Nach einem Semester gab sie 1972 ihr Germanistikstudium auf, weil die damaligen Berufschancen für Lehrer schlecht waren. Sie entschied sich für Jura und wollte in diesem Fach promovieren. Ihre Berufslaufbahn begann sie als Referentin in der Hessischen Staatskanzlei, wechselte dann an das Bundesverfassungsgericht in Karlsruhe und schließlich, 1991, in die niedersächsische Staatskanzlei. Ihr Chef, Ministerpräsident Gerhard Schröder, sei seinerzeit „nicht ganz so basta“ wie später als Kanzler gewesen, erzählte sie. Es gelang ihr, ihren Gießener Studienkollegen Frank-Walter Steinmeier, den sie als einzigen wirklichen Freund bezeichnet, nach Hannover zu holen.

Schröder förderte Zypries und drängte die Staatssekretärin, die Nachfolge der wegen einer undiplomatischen Äußerung in Misskredit geratenen Herta Däubler-Gmelin als Justizministerin zu übernehmen: „Du machst das, du kannst das“. Während der Hochwasserkatastrophe im Sommer 2002 leitete Zypries erfolgreich den Krisenstab der Regierung.

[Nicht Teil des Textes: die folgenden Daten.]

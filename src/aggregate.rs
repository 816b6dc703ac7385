use crate::time_entry::TimeEntry;

/// Accumulated durations for one project, in milliseconds.
///
/// Billable and discounted are mutually exclusive buckets; together they sum
/// to the total.
#[derive(Clone, Copy, Debug, Default, PartialEq, Eq)]
pub struct ProjectTally {
    pub total: i64,
    pub billable: i64,
    pub discounted: i64,
}

impl ProjectTally {
    fn add(&mut self, entry: &TimeEntry) {
        self.total += entry.dur;
        if entry.is_billable() {
            self.billable += entry.dur;
        } else {
            self.discounted += entry.dur;
        }
    }
}

/// Per-project tallies, in first-seen order of projects within the filtered
/// entry list.
#[derive(Debug, Default, PartialEq, Eq)]
pub struct ProjectTallies(Vec<(String, ProjectTally)>);

impl ProjectTallies {
    pub fn iter(&self) -> impl Iterator<Item = &(String, ProjectTally)> {
        self.0.iter()
    }

    pub fn is_empty(&self) -> bool {
        self.0.is_empty()
    }

    pub fn get(&self, project: &str) -> Option<&ProjectTally> {
        self.0
            .iter()
            .find(|(name, _)| name == project)
            .map(|(_, tally)| tally)
    }

    /// First occurrence of a project inserts a zero tally.
    fn entry_mut(&mut self, project: &str) -> &mut ProjectTally {
        let pos = match self.0.iter().position(|(name, _)| name == project) {
            Some(pos) => pos,
            None => {
                self.0.push((project.to_string(), ProjectTally::default()));
                self.0.len() - 1
            }
        };
        &mut self.0[pos].1
    }
}

/// Folds the flat entry list into per-project tallies for the given users.
///
/// Entries owned by other users are skipped. Called once with every
/// reportee's id for the combined section and once per individual reportee.
pub fn billable_by_project(entries: &[TimeEntry], user_ids: &[u64]) -> ProjectTallies {
    entries
        .iter()
        .filter(|entry| user_ids.contains(&entry.uid))
        .fold(ProjectTallies::default(), |mut tallies, entry| {
            tallies.entry_mut(&entry.project).add(entry);
            tallies
        })
}
//! Configuration module for loading and parsing TOML configuration files.

use serde::Deserialize;
use std::fs;
use std::path::Path;
use std::time::Duration;
use thiserror::Error;
use whatsonchain_client::{
    ClientOptions, Network, SOCKET_ENDPOINT_BLOCK_HEADERS, SOCKET_ENDPOINT_MEMPOOL,
};

/// Configuration error types.
#[derive(Debug, Error)]
pub enum ConfigError {
    /// Failed to read configuration file.
    #[error("failed to read config file: {0}")]
    ReadError(#[from] std::io::Error),
    /// Failed to parse TOML configuration.
    #[error("failed to parse config: {0}")]
    ParseError(#[from] toml::de::Error),
    /// Invalid configuration value.
    #[error("invalid config value: {0}")]
    InvalidValue(String),
}

/// Root configuration structure.
#[derive(Debug, Clone, Default, Deserialize)]
#[serde(default)]
pub struct Config {
    /// Network whose API is queried.
    pub network: Network,
    /// HTTP client settings.
    pub client: ClientSettings,
    /// Event feed settings.
    pub feed: FeedConfig,
}

/// HTTP client settings, durations in milliseconds.
#[derive(Debug, Clone, Deserialize, PartialEq)]
#[serde(default)]
pub struct ClientSettings {
    /// Retries after the first attempt.
    pub retry_count: u32,
    /// Growth factor between consecutive waits.
    pub back_off_exponent_factor: f64,
    /// First wait.
    pub back_off_initial_timeout_ms: u64,
    /// Upper bound on the random jitter added to each wait.
    pub back_off_maximum_jitter_interval_ms: u64,
    /// Upper bound on each wait.
    pub back_off_max_timeout_ms: u64,
    /// TCP keep-alive interval.
    pub dialer_keep_alive_ms: u64,
    /// TCP connect timeout.
    pub dialer_timeout_ms: u64,
    /// Per-attempt request timeout.
    pub request_timeout_ms: u64,
    /// Expect-continue timeout.
    pub transport_expect_continue_timeout_ms: u64,
    /// Idle pooled connection lifetime.
    pub transport_idle_timeout_ms: u64,
    /// Idle pooled connections kept per host.
    pub transport_max_idle_connections: usize,
    /// TLS handshake timeout.
    pub transport_tls_handshake_timeout_ms: u64,
    /// User agent sent with every request.
    pub user_agent: String,
}

impl Default for ClientSettings {
    fn default() -> Self {
        Self::from_options(&ClientOptions::default())
    }
}

impl ClientSettings {
    fn from_options(options: &ClientOptions) -> Self {
        Self {
            retry_count: options.request_retry_count,
            back_off_exponent_factor: options.back_off_exponent_factor,
            back_off_initial_timeout_ms: millis(options.back_off_initial_timeout),
            back_off_maximum_jitter_interval_ms: millis(options.back_off_maximum_jitter_interval),
            back_off_max_timeout_ms: millis(options.back_off_max_timeout),
            dialer_keep_alive_ms: millis(options.dialer_keep_alive),
            dialer_timeout_ms: millis(options.dialer_timeout),
            request_timeout_ms: millis(options.request_timeout),
            transport_expect_continue_timeout_ms: millis(options.transport_expect_continue_timeout),
            transport_idle_timeout_ms: millis(options.transport_idle_timeout),
            transport_max_idle_connections: options.transport_max_idle_connections,
            transport_tls_handshake_timeout_ms: millis(options.transport_tls_handshake_timeout),
            user_agent: options.user_agent.clone(),
        }
    }

    /// Converts the settings into client options.
    #[must_use]
    pub fn to_options(&self) -> ClientOptions {
        ClientOptions {
            request_retry_count: self.retry_count,
            back_off_exponent_factor: self.back_off_exponent_factor,
            back_off_initial_timeout: Duration::from_millis(self.back_off_initial_timeout_ms),
            back_off_maximum_jitter_interval: Duration::from_millis(
                self.back_off_maximum_jitter_interval_ms,
            ),
            back_off_max_timeout: Duration::from_millis(self.back_off_max_timeout_ms),
            dialer_keep_alive: Duration::from_millis(self.dialer_keep_alive_ms),
            dialer_timeout: Duration::from_millis(self.dialer_timeout_ms),
            request_timeout: Duration::from_millis(self.request_timeout_ms),
            transport_expect_continue_timeout: Duration::from_millis(
                self.transport_expect_continue_timeout_ms,
            ),
            transport_idle_timeout: Duration::from_millis(self.transport_idle_timeout_ms),
            transport_max_idle_connections: self.transport_max_idle_connections,
            transport_tls_handshake_timeout: Duration::from_millis(
                self.transport_tls_handshake_timeout_ms,
            ),
            user_agent: self.user_agent.clone(),
        }
    }
}

fn millis(duration: Duration) -> u64 {
    u64::try_from(duration.as_millis()).unwrap_or(u64::MAX)
}

/// Event feed configuration.
#[derive(Debug, Clone, Default, Deserialize, PartialEq)]
#[serde(default)]
pub struct FeedConfig {
    /// Feed to stream.
    pub channel: FeedChannel,
}

/// Event feeds offered by the socket server.
#[derive(Debug, Clone, Copy, Default, Deserialize, PartialEq, Eq)]
#[serde(rename_all = "snake_case")]
pub enum FeedChannel {
    /// Transactions entering the mempool.
    #[default]
    Mempool,
    /// New block headers.
    BlockHeaders,
}

impl FeedChannel {
    /// Socket URL of the feed.
    #[must_use]
    pub fn url(&self) -> &'static str {
        match self {
            FeedChannel::Mempool => SOCKET_ENDPOINT_MEMPOOL,
            FeedChannel::BlockHeaders => SOCKET_ENDPOINT_BLOCK_HEADERS,
        }
    }
}

impl Config {
    /// Loads configuration from a TOML file.
    ///
    /// # Arguments
    /// * `path` - Path to the configuration file.
    ///
    /// # Errors
    /// Returns error if file cannot be read or parsed.
    pub fn load<P: AsRef<Path>>(path: P) -> Result<Self, ConfigError> {
        let content = fs::read_to_string(path)?;
        Self::parse(&content)
    }

    /// Parses configuration from a TOML string.
    ///
    /// # Arguments
    /// * `content` - TOML content as string.
    ///
    /// # Errors
    /// Returns error if content cannot be parsed.
    pub fn parse(content: &str) -> Result<Self, ConfigError> {
        let config: Config = toml::from_str(content)?;
        config.validate()?;
        Ok(config)
    }

    /// Validates the configuration values.
    fn validate(&self) -> Result<(), ConfigError> {
        let factor = self.client.back_off_exponent_factor;
        if !factor.is_finite() || factor < 1.0 {
            return Err(ConfigError::InvalidValue(format!(
                "back_off_exponent_factor must be at least 1.0, got {}",
                factor
            )));
        }
        if self.client.user_agent.trim().is_empty() {
            return Err(ConfigError::InvalidValue("user_agent cannot be empty".to_string()));
        }
        Ok(())
    }
}

#[cfg(test)]
mod tests {
    use super::*;
    use whatsonchain_client::DEFAULT_USER_AGENT;

    #[test]
    fn test_parse_config() {
        let toml_content = r#"
network = "test"

[client]
retry_count = 4
back_off_exponent_factor = 1.5
request_timeout_ms = 2500
user_agent = "feed-test/1.0"

[feed]
channel = "block_headers"
"#;

        let config = Config::parse(toml_content).unwrap();
        assert_eq!(config.network, Network::Test);
        assert_eq!(config.client.retry_count, 4);
        assert_eq!(config.feed.channel, FeedChannel::BlockHeaders);

        let options = config.client.to_options();
        assert_eq!(options.request_retry_count, 4);
        assert_eq!(options.back_off_exponent_factor, 1.5);
        assert_eq!(options.request_timeout, Duration::from_millis(2500));
        assert_eq!(options.user_agent, "feed-test/1.0");
        // unset fields keep the library defaults
        assert_eq!(options.dialer_timeout, Duration::from_secs(5));
    }

    #[test]
    fn test_empty_config_matches_defaults() {
        let config = Config::parse("").unwrap();

        assert_eq!(config.network, Network::Main);
        assert_eq!(config.feed.channel, FeedChannel::Mempool);
        assert_eq!(config.client.to_options(), ClientOptions::default());
    }

    #[test]
    fn test_default_settings_round_trip_options() {
        let settings = ClientSettings::default();

        assert_eq!(settings.retry_count, 2);
        assert_eq!(settings.back_off_initial_timeout_ms, 2);
        assert_eq!(settings.back_off_max_timeout_ms, 10);
        assert_eq!(settings.user_agent, DEFAULT_USER_AGENT);
        assert_eq!(settings.to_options(), ClientOptions::default());
    }

    #[test]
    fn test_invalid_exponent_factor() {
        let result = Config::parse("[client]\nback_off_exponent_factor = 0.5\n");
        assert!(matches!(result, Err(ConfigError::InvalidValue(_))));
    }

    #[test]
    fn test_empty_user_agent() {
        let result = Config::parse("[client]\nuser_agent = \"  \"\n");
        assert!(matches!(result, Err(ConfigError::InvalidValue(_))));
    }

    #[test]
    fn test_unknown_network() {
        let result = Config::parse("network = \"regtest\"\n");
        assert!(matches!(result, Err(ConfigError::ParseError(_))));
    }

    #[test]
    fn test_feed_urls() {
        assert_eq!(
            FeedChannel::Mempool.url(),
            "wss://socket.whatsonchain.com/mempool"
        );
        assert_eq!(
            FeedChannel::BlockHeaders.url(),
            "wss://socket.whatsonchain.com/blockheaders"
        );
    }

    #[test]
    fn test_load_missing_file() {
        let result = Config::load("/nonexistent/whatsonchain.toml");
        assert!(matches!(result, Err(ConfigError::ReadError(_))));
    }
}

Eine Anfrage des Darmstädter Echos gab ihr den Anstoß, sich 2005 in Darmstadt um das Direktmandat als SPD-Bundestagsabgeordnete zu bewerben, das sie dreimal hintereinander gewinnen sollte. Die Kasselänerin kennt Darmstadt seit Jahren, weil sie häufig bei ihren in Pfungstadt wohnenden Verwandten zu Gast ist. Der Wahlkampf, erzählte sie, habe ihr immer Spaß gemacht. Als Bundestagsabgeordnete versuchte sie, jedes Wochenende in ihrem südhessischen Wahlkreis zu verbringen und bot außer Sprechstunden Wanderungen an, um in Kontakt mit ihren Wählerinnen und Wählern zu bleiben.

Ihre Karriere beendete sie als Wirtschaftsministerin. Ohne Groll und Bitterkeit schied sie 2018, als sich die Große Koalition nach langen Verhandlungen einig geworden war, aus dem Kabinett aus. „Demokratie ist Macht auf Zeit,“ sagt sie pragmatisch. Das entspricht ihrem Denken und Handeln: rational, kompetent, uneitel. Deshalb hatte sie auch einen guten Draht zu Angela Merkel: „Wir agieren ähnlich“. Allerdings hat sie sich mit der Kanzlerin in ihrer Zeit als Ministerin nur einmal zum Essen getroffen. Seit ihrem Rückzug aus der Politik melden sich manche Menschen nicht mehr bei Brigitte Zypries, offenbar, weil sie ihnen nicht mehr nützlich sein kann. Das sei eine „interessante“ Erfahrung, meint sie.

Zum Ende des Monats löst sie ihre Wohnung in Darmstadt auf. Sie will sich nur noch ehrenamtlich „auf der juristischen Schiene“ und als Ombudsfrau für verschiedene Organisationen engagieren. Zwei Ehrenämter - und natürlich die Akademie 55plus - verbinden sie weiterhin mit Darmstadt. Wenn das Kuratorium der Schader-Stiftung oder der Entega tagen, wird sie daran teilnehmen und ihre Stippvisite mit einem Übernachtungsbesuch bei ihren Verwandten in Pfungstadt verbinden.